The Vurger Co closes final restaurants as business ceases trading

By James McAllister

- Last updated on GMT

The Vurger Co. closes final restaurants as business ceases trading

Related tags The Vurger Co Casual dining Fast casual restaurant Fast food Plant-based Vegan Closure

Vegan fast-food restaurant group The Vurger Co has closed its final three restaurants less than a year after being bought out of administration.

In a statement on LinkedIn​, co-founder Rachel Hugh confirmed that The Vurger Co’s remaining restaurants in Manchester, Brighton and London’s Shoreditch had closed their doors ‘for the last time’.

Hugh cited a ‘perfect storm’ of challenges as having contributed to the business’ demise including soaring coats, plunging sales, and a decline in both customer and investor confidence.

“Restaurants operate on the finest of margins at the best of times, but the last four years have truly been disastrous for everybody, and so very simply, it feels like a financial impossibility for businesses of our size to survive without some level of external support right now,” she said.

“However, the Government has shown repeatedly that it is completely incapable of understanding what the industry needs, and the ways in which all operators are suffering right now.”

She went on to lambast the business rates system, describing it as being ‘truly nonsensical and completely unfair to bricks and mortar businesses’; and labelled the sector’s VAT rate as ‘punishing’.

'Anti-vegan' rhetoric 

Elsewhere in the statement, Hugh also took aim at ‘lazy journalism’ for spreading ‘anti-vegan misinformation’ and suggested that that too had had a detrimental impact on sales.

“There is currently a tremendous amount of mainstream press coverage charting (and celebrating in most cases) 'the death of veganism' and 'the end of the trend' etc with more of these pointing to 'unhealthy and overly processed' foods,” she said.

“The problem here is that these are mainstream journalists covering complicated issues in a ridiculously simplistic and click bait way, and the result is that it has completely unjustifiably, incorrectly and needlessly hammered consumer confidence.”
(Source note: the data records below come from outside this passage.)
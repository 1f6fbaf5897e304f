//! Core formatting trait and the plain text implementation

use crate::{
    error::AppError,
    models::{Student, TaskOutcome, TimingResult},
};
use chrono::Month;
use std::fmt::Write as _;
use std::time::Duration;

/// Main trait for output formatting
pub trait OutputFormatter {
    /// Format a header section
    fn format_header(&self, title: &str) -> String;

    /// Announce a task before it runs
    fn format_task_start(&self, description: &str) -> String;

    /// Format the summary a task produced
    fn format_outcome(&self, outcome: &TaskOutcome) -> String;

    /// Format a task's wall-clock time
    fn format_elapsed(&self, elapsed: Duration) -> String;

    /// Format the error that stopped a task
    fn format_error(&self, error: &AppError) -> String;

    /// Format one birthday reminder line
    fn format_reminder(&self, student: &Student) -> String;

    /// Format a closing table over all timed tasks
    fn format_summary(&self, results: &[TimingResult]) -> String;
}

/// Configuration options for formatting
#[derive(Debug, Clone)]
pub struct FormattingOptions {
    /// Enable colored output
    pub enable_color: bool,
    /// Width of the description column in the summary table
    pub label_width: usize,
}

impl Default for FormattingOptions {
    fn default() -> Self {
        Self {
            enable_color: false,
            label_width: 60,
        }
    }
}

/// Plain text formatter
pub struct PlainFormatter {
    options: FormattingOptions,
}

impl PlainFormatter {
    /// Create a new plain formatter
    pub fn new(options: FormattingOptions) -> Self {
        Self { options }
    }
}

impl Default for PlainFormatter {
    fn default() -> Self {
        Self::new(FormattingOptions::default())
    }
}

impl OutputFormatter for PlainFormatter {
    fn format_header(&self, title: &str) -> String {
        format!("{}\n{}", title, "=".repeat(title.chars().count()))
    }

    fn format_task_start(&self, description: &str) -> String {
        format!("Starting task: {}", description)
    }

    fn format_outcome(&self, outcome: &TaskOutcome) -> String {
        outcome_line(outcome)
    }

    fn format_elapsed(&self, elapsed: Duration) -> String {
        elapsed_line(elapsed)
    }

    fn format_error(&self, error: &AppError) -> String {
        error.to_string()
    }

    fn format_reminder(&self, student: &Student) -> String {
        format!("{} will have birthday on {}", student.name, birthday_label(student))
    }

    fn format_summary(&self, results: &[TimingResult]) -> String {
        summary_table(results, self.options.label_width, |status, _ok| status.to_string())
    }
}

/// Summary line shared by all formatters
pub(crate) fn outcome_line(outcome: &TaskOutcome) -> String {
    match outcome {
        TaskOutcome::Average(stats) => format!(
            "Average length of {} words is {:.2}",
            format_count(stats.count),
            stats.average()
        ),
        TaskOutcome::Appended { count, target } => {
            format!("Done appending {} words to {}.", count, target.label())
        }
    }
}

pub(crate) fn elapsed_line(elapsed: Duration) -> String {
    format!("Elapsed time is {:.6} sec", elapsed.as_secs_f64())
}

/// "5 October" style day and month of a student's birthday
pub fn birthday_label(student: &Student) -> String {
    format!("{} {}", student.birth_day(), month_name(student.birth_month()))
}

/// English month name for a 1-based month number
pub fn month_name(month: u32) -> String {
    u8::try_from(month)
        .ok()
        .and_then(|m| Month::try_from(m).ok())
        .map_or_else(|| month.to_string(), |m| m.name().to_string())
}

/// Render a count with comma thousands separators
pub fn format_count(count: usize) -> String {
    let digits = count.to_string();
    let mut out = String::with_capacity(digits.len() + digits.len() / 3);
    for (i, ch) in digits.chars().enumerate() {
        if i > 0 && (digits.len() - i) % 3 == 0 {
            out.push(',');
        }
        out.push(ch);
    }
    out
}

/// Table of every timed task, with the fastest successful one called out.
///
/// `paint` receives the status text and whether the task succeeded.
pub(crate) fn summary_table<F>(results: &[TimingResult], label_width: usize, paint: F) -> String
where
    F: Fn(&str, bool) -> String,
{
    let mut output = String::new();
    let _ = writeln!(output, "Task Summary");
    let _ = writeln!(output, "{}", "-".repeat(label_width + 26));

    for (i, result) in results.iter().enumerate() {
        let status = match &result.outcome {
            Ok(outcome) => format!("{} words", format_count(outcome.word_count())),
            Err(failure) => match &failure.partial {
                Some(partial) => format!("{} after {} words", failure.category(), format_count(partial.word_count())),
                None => failure.category().to_string(),
            },
        };
        let _ = writeln!(
            output,
            "{:>2}. {:<width$} {:>10.6}s  {}",
            i + 1,
            truncate(&result.label, label_width),
            result.elapsed_secs(),
            paint(&status, result.is_success()),
            width = label_width
        );
    }

    let fastest = results
        .iter()
        .filter(|r| r.is_success())
        .min_by_key(|r| r.elapsed);
    match fastest {
        Some(result) => {
            let _ = write!(output, "Fastest: {} ({:.6} sec)", result.label, result.elapsed_secs());
        }
        None => {
            let _ = write!(output, "Fastest: none (no task completed)");
        }
    }

    output
}

fn truncate(text: &str, width: usize) -> String {
    if text.chars().count() <= width {
        text.to_string()
    } else {
        let mut cut: String = text.chars().take(width.saturating_sub(3)).collect();
        cut.push_str("...");
        cut
    }
}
Her comments come amid rising reports of vegan-focused restaurants having to pivot and reposition their concept​ in order to secure the long-term viability of their businesses.

They include the Lewis Hamilton-backed Neat Burger, which recently rebranded its name to just ‘Neat’ and broadened its food offer​ having closed half of its eight-strong London estate last year​ amid large-scale financial pressures​​.

The-Vurger-Co.-closes-Canary-Wharf-site-as-founders-acquire-brand-in-pre-pack-administration-sale

A vegan trailblazer

The Vurger Co was an early trailblazer in the better vegan burger sector and was originally launched by Hugh and her business partner Neil Potts back in 2016 as a street food brand. It opened its first permanent site in Shoreditch in early 2018.

The business enjoyed early success and opened a second London site in Canary Wharf in late 2018. Then in early 2020 it secured £1.4m in investment to aid its expansion​, which led to the openings in Brighton and later in Manchester.

However, in May last year the group underwent a ‘substantial restructuring’​ that saw Hugh and Potts acquire the brand under a new company and close the Canary Wharf site.

At the time, the founders blamed the impact of the pandemic compounded by inflationary cost pressures driven by Brexit and the war in Ukraine as having severely impacted the group’s finances.

Thanking her staff, customers and investors, Hugh concluded her statement by calling on consumers to support their favourite vegan businesses and for investors to support the sector, while also urging the Government to lower VAT and reform the business rates system.

“We battled, naturally as any owner does, with the thought of changing the concept to 'fit with the times', and we actually pitched to our investors last November a whole re-brand and new concept for each store,” she said.

“However, we just all ended up feeling like if the framework around us (costs, Government support, rates, VAT, investor appetite) in the UK isn't there anymore, combined with the above issues stated, we would just be waiting and waiting and waiting for change that simply won't happen to the highest level that it needs to.

“That is the reality of operating right now as a small vegan restaurant brand.”